__HOW TO COMPLETE THIS TASK__.
Comb the records below for the string "ImmediateScheduler" and copy each line where it turns up.

__Data extracted from a collection__.

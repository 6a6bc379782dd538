//! Inline scheduler.

use crate::error::Result;
use crate::scheduler::Scheduler;
use crate::task::{run_task, SchedulerId, Task};

/// Runs every task on the caller's own thread before `schedule` returns.
///
/// Introduces no concurrency. `start`, `stop` and the waits are no-ops.
#[derive(Debug, Default)]
pub struct ImmediateScheduler {
    id: SchedulerId,
}

impl ImmediateScheduler {
    /// Create a new inline scheduler.
    pub fn new() -> Self {
        Self::default()
    }
}

impl Scheduler for ImmediateScheduler {
    fn id(&self) -> SchedulerId {
        self.id
    }

    fn start(&self) -> Result<()> {
        Ok(())
    }

    fn schedule(&self, task: Task) -> Result<()> {
        run_task(task);
        Ok(())
    }

    fn stop(&self) {}

    fn wait_for_scheduler(&self) {}

    fn wait_for_idle(&self) {}
}
// Config Store Adapter
//
// Reads and rewrites the application's INI config file as an ordered
// section -> key -> value document. Sections and keys that are not touched
// during a run are written back unchanged and in their original order.
//
// Accepted syntax (what the application itself reads):
// - `[section]` headers
// - `key = value` or `key: value`
// - full-line `#` / `;` comments (not preserved on write)
// - indented continuation lines, appended to the previous value with '\n'

use log::debug;
use std::path::{Path, PathBuf};
use thiserror::Error;

/// The section holding every key this hook manages.
pub const OPTIONS_SECTION: &str = "options";

#[derive(Debug, Error)]
pub enum ConfigError {
    #[error("Failed to read config file {path:?}: {source}")]
    Read {
        path: PathBuf,
        #[source]
        source: std::io::Error,
    },

    #[error("Failed to write config file {path:?}: {source}")]
    Write {
        path: PathBuf,
        #[source]
        source: std::io::Error,
    },

    #[error("Config file {path:?} line {line}: {reason}")]
    Parse {
        path: PathBuf,
        line: usize,
        reason: String,
    },
}

#[derive(Debug, Clone, Default, PartialEq, Eq)]
struct Section {
    name: String,
    entries: Vec<(String, String)>,
}

#[derive(Debug, Clone, Default, PartialEq, Eq)]
pub struct ConfigDocument {
    sections: Vec<Section>,
}

impl ConfigDocument {
    /// Parse INI text. `origin` only labels parse errors.
    pub fn parse(text: &str, origin: &Path) -> Result<Self, ConfigError> {
        let mut doc = ConfigDocument::default();
        let mut last_key: Option<(usize, usize)> = None;

        for (idx, raw) in text.lines().enumerate() {
            let line_no = idx + 1;
            let trimmed = raw.trim();

            if trimmed.is_empty() {
                last_key = None;
                continue;
            }
            if trimmed.starts_with('#') || trimmed.starts_with(';') {
                continue;
            }

            let indented = raw.starts_with(' ') || raw.starts_with('\t');
            if indented {
                if let Some((s, e)) = last_key {
                    let value = &mut doc.sections[s].entries[e].1;
                    value.push('\n');
                    value.push_str(trimmed);
                    continue;
                }
            }

            if trimmed.starts_with('[') {
                let Some(name) = trimmed.strip_prefix('[').and_then(|t| t.strip_suffix(']')) else {
                    return Err(parse_error(origin, line_no, "unterminated section header"));
                };
                let name = name.trim();
                if name.is_empty() {
                    return Err(parse_error(origin, line_no, "empty section name"));
                }
                doc.ensure_section(name);
                last_key = None;
                continue;
            }

            if doc.sections.is_empty() {
                return Err(parse_error(origin, line_no, "key found before any section header"));
            }

            let Some(split_at) = trimmed.find(['=', ':']) else {
                return Err(parse_error(origin, line_no, "expected `key = value`"));
            };
            let key = trimmed[..split_at].trim();
            let value = trimmed[split_at + 1..].trim();
            if key.is_empty() {
                return Err(parse_error(origin, line_no, "empty key"));
            }

            let s = doc.sections.len() - 1;
            let e = doc.sections[s].upsert(key, value);
            last_key = Some((s, e));
        }

        Ok(doc)
    }

    /// Serialize the whole document.
    pub fn render(&self) -> String {
        let mut out = String::new();
        for section in &self.sections {
            out.push_str(&format!("[{}]\n", section.name));
            for (key, value) in &section.entries {
                let value = value.replace('\n', "\n\t");
                if value.is_empty() {
                    out.push_str(&format!("{} =\n", key));
                } else {
                    out.push_str(&format!("{} = {}\n", key, value));
                }
            }
            out.push('\n');
        }
        out
    }

    pub fn get(&self, section: &str, key: &str) -> Option<&str> {
        self.sections
            .iter()
            .find(|s| s.name == section)?
            .entries
            .iter()
            .find(|(k, _)| k == key)
            .map(|(_, v)| v.as_str())
    }

    pub fn has_section(&self, section: &str) -> bool {
        self.sections.iter().any(|s| s.name == section)
    }

    /// Set `key` in `section`, creating the section first if it is missing.
    pub fn set(&mut self, section: &str, key: &str, value: impl Into<String>) {
        let idx = self.ensure_section(section);
        self.sections[idx].upsert(key, &value.into());
    }

    pub fn section_names(&self) -> impl Iterator<Item = &str> {
        self.sections.iter().map(|s| s.name.as_str())
    }

    fn ensure_section(&mut self, name: &str) -> usize {
        if let Some(idx) = self.sections.iter().position(|s| s.name == name) {
            return idx;
        }
        self.sections.push(Section {
            name: name.to_string(),
            entries: Vec::new(),
        });
        self.sections.len() - 1
    }
}

impl Section {
    fn upsert(&mut self, key: &str, value: &str) -> usize {
        if let Some(idx) = self.entries.iter().position(|(k, _)| k == key) {
            self.entries[idx].1 = value.to_string();
            return idx;
        }
        self.entries.push((key.to_string(), value.to_string()));
        self.entries.len() - 1
    }
}

fn parse_error(path: &Path, line: usize, reason: &str) -> ConfigError {
    ConfigError::Parse {
        path: path.to_path_buf(),
        line,
        reason: reason.to_string(),
    }
}

/// Load the document at `path`. A missing file loads as an empty document.
pub async fn load(path: &Path) -> Result<ConfigDocument, ConfigError> {
    match tokio::fs::read_to_string(path).await {
        Ok(text) => {
            let doc = ConfigDocument::parse(&text, path)?;
            debug!(
                "[PHASE: config] [STEP: load] Loaded {:?} (sections={})",
                path,
                doc.sections.len()
            );
            Ok(doc)
        }
        Err(e) if e.kind() == std::io::ErrorKind::NotFound => {
            debug!("[PHASE: config] [STEP: load] {:?} not found; starting empty", path);
            Ok(ConfigDocument::default())
        }
        Err(source) => Err(ConfigError::Read {
            path: path.to_path_buf(),
            source,
        }),
    }
}

/// Write the full document back to `path`.
///
/// Plain overwrite (truncate + write) keeps the existing file's owner and mode,
/// which the application service relies on to read it.
pub async fn save(doc: &ConfigDocument, path: &Path) -> Result<(), ConfigError> {
    tokio::fs::write(path, doc.render())
        .await
        .map_err(|source| ConfigError::Write {
            path: path.to_path_buf(),
            source,
        })?;
    debug!("[PHASE: config] [STEP: save] Wrote {:?}", path);
    Ok(())
}

/// Load, apply `(key, value)` pairs to the `options` section, save.
pub async fn update_options(path: &Path, pairs: &[(&str, String)]) -> Result<(), ConfigError> {
    let mut doc = load(path).await?;
    for (key, value) in pairs {
        doc.set(OPTIONS_SECTION, key, value.clone());
    }
    save(&doc, path).await
}

#[cfg(test)]
mod tests {
    use super::*;

    const SAMPLE: &str = "\
# managed by the appliance
[options]
admin_passwd = $pbkdf2-sha512$25000$abc$def
db_host = False
db_port: 5432
addons_path = /usr/lib/python3/dist-packages/odoo/addons

[logging]
log_level = info
log_handler = :INFO
    werkzeug:WARNING
";

    fn origin() -> PathBuf {
        PathBuf::from("odoo.conf")
    }

    #[test]
    fn parse_reads_both_delimiters_and_continuations() {
        let doc = ConfigDocument::parse(SAMPLE, &origin()).unwrap();
        assert_eq!(doc.get("options", "db_host"), Some("False"));
        assert_eq!(doc.get("options", "db_port"), Some("5432"));
        assert_eq!(doc.get("logging", "log_handler"), Some(":INFO\nwerkzeug:WARNING"));
        assert_eq!(doc.section_names().collect::<Vec<_>>(), vec!["options", "logging"]);
    }

    #[test]
    fn key_before_section_is_rejected() {
        let err = ConfigDocument::parse("db_name = x\n[options]\n", &origin()).unwrap_err();
        assert!(matches!(err, ConfigError::Parse { line: 1, .. }));
    }

    #[test]
    fn unterminated_header_is_rejected() {
        assert!(ConfigDocument::parse("[options\n", &origin()).is_err());
    }

    #[test]
    fn set_creates_missing_section() {
        let mut doc = ConfigDocument::default();
        assert!(!doc.has_section(OPTIONS_SECTION));
        doc.set(OPTIONS_SECTION, "db_name", "acme_prod");
        assert!(doc.has_section(OPTIONS_SECTION));
        assert_eq!(doc.get(OPTIONS_SECTION, "db_name"), Some("acme_prod"));
    }

    #[test]
    fn set_overwrites_in_place_keeping_order() {
        let mut doc = ConfigDocument::parse(SAMPLE, &origin()).unwrap();
        doc.set("options", "db_host", "localhost");
        let rendered = doc.render();
        let host = rendered.find("db_host = localhost").unwrap();
        let port = rendered.find("db_port = 5432").unwrap();
        assert!(host < port);
    }

    #[tokio::test]
    async fn round_trip_keeps_unrelated_keys() {
        let dir = tempfile::tempdir().unwrap();
        let path = dir.path().join("odoo.conf");
        tokio::fs::write(&path, SAMPLE).await.unwrap();

        let mut doc = load(&path).await.unwrap();
        doc.set(OPTIONS_SECTION, "db_name", "acme_prod");
        save(&doc, &path).await.unwrap();

        let reloaded = load(&path).await.unwrap();
        let original = ConfigDocument::parse(SAMPLE, &path).unwrap();
        for section in ["options", "logging"] {
            for key in ["admin_passwd", "db_host", "db_port", "addons_path", "log_level", "log_handler"] {
                assert_eq!(reloaded.get(section, key), original.get(section, key), "{section}.{key}");
            }
        }
        assert_eq!(reloaded.get(OPTIONS_SECTION, "db_name"), Some("acme_prod"));
    }

    #[tokio::test]
    async fn load_missing_file_is_empty_document() {
        let dir = tempfile::tempdir().unwrap();
        let doc = load(&dir.path().join("missing.conf")).await.unwrap();
        assert_eq!(doc, ConfigDocument::default());
    }

    #[tokio::test]
    async fn save_into_missing_directory_is_write_error() {
        let dir = tempfile::tempdir().unwrap();
        let path = dir.path().join("nope").join("odoo.conf");
        let err = save(&ConfigDocument::default(), &path).await.unwrap_err();
        assert!(matches!(err, ConfigError::Write { .. }));
    }

    #[tokio::test]
    async fn update_options_sets_several_keys() {
        let dir = tempfile::tempdir().unwrap();
        let path = dir.path().join("odoo.conf");
        update_options(
            &path,
            &[("db_name", "x".to_string()), ("without_demo", "True".to_string())],
        )
        .await
        .unwrap();
        let doc = load(&path).await.unwrap();
        assert_eq!(doc.get("options", "db_name"), Some("x"));
        assert_eq!(doc.get("options", "without_demo"), Some("True"));
    }
}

__ANSWER__.
pub struct ImmediateScheduler {
impl ImmediateScheduler {
impl Scheduler for ImmediateScheduler {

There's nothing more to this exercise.